Paris, le mardi 30 octobre 2012 – Marisol Touraine, ministre de
la Santé, n’avait pas eu de mots assez durs pour qualifier le
projet de décret élaboré par l’équipe de son prédécesseur
concernant la prévention des conflits d’intérêt entre les médecins
et l’industrie pharmaceutique. Le texte établi n’aurait été selon
elle qu’un « faux semblant visant à se donner bonne conscience
qui, en l’état, n’est pas approprié au problème posé ».
Heureusement, Marisol Touraine promettait de se remettre à
l’ouvrage épaulée par une commission ad hoc. Pourtant aujourd’hui,
certains laissent entendre que le résultat auquel pourrait aboutir
dans quelques semaines l’équipe de Marisol Touraine ne vaudrait
guère mieux que la première bouture de l’ère Bertrand.
Sunshine Act, le retour
Tout s’annonçait pourtant prometteur lors de la première réunion
de ladite commission. Le texte soumis à la discussion par le
ministre de la Santé prévoyait tout d’abord, comme l’avait
préconisé la loi (et à l’instar du modèle américain, le fameux
Sunshine Act) la publication sur le site internet des laboratoires
de toute convention signée par eux avec des professionnels de
santé, des associations, des établissements, des fondations ou
encore des groupes de presse.
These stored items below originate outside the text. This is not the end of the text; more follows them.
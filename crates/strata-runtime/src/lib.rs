//! Container process control and desired-state persistence for Strata.
//!
//! `ContainerRuntime` starts, stops and inspects containers (`LxcRuntime` shells
//! out to the `lxc-*` tools, `MockRuntime` keeps state in memory). `StateStore`
//! persists the desired run state of each container so the supervisor can
//! restore it after a host restart.

pub mod lxc;
pub mod mock;
pub mod runtime;
pub mod state;

pub use lxc::LxcRuntime;
pub use mock::MockRuntime;
pub use runtime::{select_runtime, ContainerRuntime, ContainerState};
pub use state::{ContainerRecord, DesiredState, JsonStateStore, MemoryStateStore, StateStore};

use thiserror::Error;

#[derive(Debug, Error)]
pub enum RuntimeError {
    #[error("runtime I/O error: {0}")]
    Io(#[from] std::io::Error),
    #[error("state record error: {0}")]
    Serialization(#[from] serde_json::Error),
    #[error("runtime '{0}' is not available on this system")]
    BackendUnavailable(String),
    #[error("container '{0}' does not exist")]
    NotFound(String),
    #[error("runtime execution failed: {0}")]
    ExecFailed(String),
    #[error("state store error: {0}")]
    StateStore(String),
}
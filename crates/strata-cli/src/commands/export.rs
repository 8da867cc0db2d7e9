use super::{json_pretty, ok_line, progress, EXIT_SUCCESS};
use strata_core::{Engine, ExportOptions};

pub fn run(
    engine: &Engine,
    container: &str,
    options: ExportOptions,
    json: bool,
) -> Result<u8, String> {
    let sink = progress(json);
    let exported = engine
        .export(container, &options, sink.as_ref())
        .map_err(|e| e.to_string())?;

    if json {
        println!("{}", json_pretty(&exported)?);
    } else {
        println!(
            "{}",
            ok_line(&format!(
                "{}:{}:{} exported to {}",
                exported.name,
                exported.owner,
                exported.version,
                exported.archive.display()
            ))
        );
        println!("  md5   {}", exported.md5);
        println!("  size  {} bytes", exported.size);
        if options.local {
            println!("  kept locally, not uploaded");
        }
    }
    Ok(EXIT_SUCCESS)
}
Le texte initial proposait par
ailleurs que soit indiquée la tranche dans laquelle se situaient
les émoluments (ou avantages en nature) perçus pour une période de
six mois. Six tranches avaient été découpées, allant de 60 euros à
500 000 euros pour les cinq premières, tandis que la dernière
devait concerner tous les contrats supérieurs à 500 000 euros.
On ne saura pas demain plus qu’aujourd’hui combien les médecins
peuvent recevoir de l’industrie
Les discussions qui se sont prolongées au-delà du calendrier
initialement souhaité (qui espérait que la fin du mois de septembre
permettrait de conclure les négociations) auraient considérablement
amendé le projet initial, mais pas nécessairement vers une
transparence accrue, comme s’en émeut le Conseil national de l’Ordre
des médecins (qui participe aux réunions) dans un communiqué publié
la semaine dernière. D’abord, si les rémunérations versées aux
professionnels de santé sans contrepartie seront dûment précisées,
les rétributions attribuées pour le paiement de travaux divers «
ne seront pas rendues publiques », se désole l’Ordre,
confirmant des informations également dévoilées lors d’une récente
réunion de la Fédération Nationale de l’Information Médicale
(FNIM). En outre, la « nature même de ces travaux ne sera pas
connue, au nom du respect du secret des affaires qui l’emporte ici
sur la protection de la santé publique » proteste l’instance
ordinale. Enfin, « les avantages perçus par les professionnels
de santé au travers des associations subventionnées par les
industriels ne seront pas publiables dans la mesure où ils ne
seront pas identifiables », relève l’Ordre qui d’une manière
générale tance : « Des mécanismes savants de cumuls, de
tranches et de seuils ne permettront pas au public de connaître les
sommes effectivement versées par les industriels aux professionnels
de santé ».
Un Ordre sans mission
Parallèlement à cette orientation de la rédaction du décret qui
semble contraire à l’esprit de la loi du 29 décembre 2011 relative
au renforcement de la sécurité sanitaire du médicament et des
produits de santé (et si éloignée de la sévérité affichée par les
uns et les autres), l’Ordre s’inquiète du rôle qu’on pourrait (ne
pas) lui faire jouer. Alors qu’il a été rudement critiqué récemment
par la Cour des Comptes qui lui reprochait entre autres de manquer
d’efficacité en ce qui concerne la lutte contre les conflits
d’intérêt, la future réglementation ne devrait guère lui permettre
de mieux exercer cette mission. En effet, il ne serait pas «
prévu de rendre obligatoire la transmission, par voie
électronique, des dizaines de milliers de conventions entre
médecins et industriels de la santé (…) à l’Ordre des médecins
» et ce en dépit de « la volonté claire du législateur ».
Face à ces multiples manquements, la colère de l’instance ordinale
qui s’est exprimée par la voie de ce communiqué devrait éclater
lors de la dernière réunion de la commission prévue dans deux
semaines.
Si ses remarques ne sont alors pas entendues, l’Ordre se réserve
la possibilité d’intenter un recours devant le Conseil d’Etat
contre le décret lorsqu’il sera publié.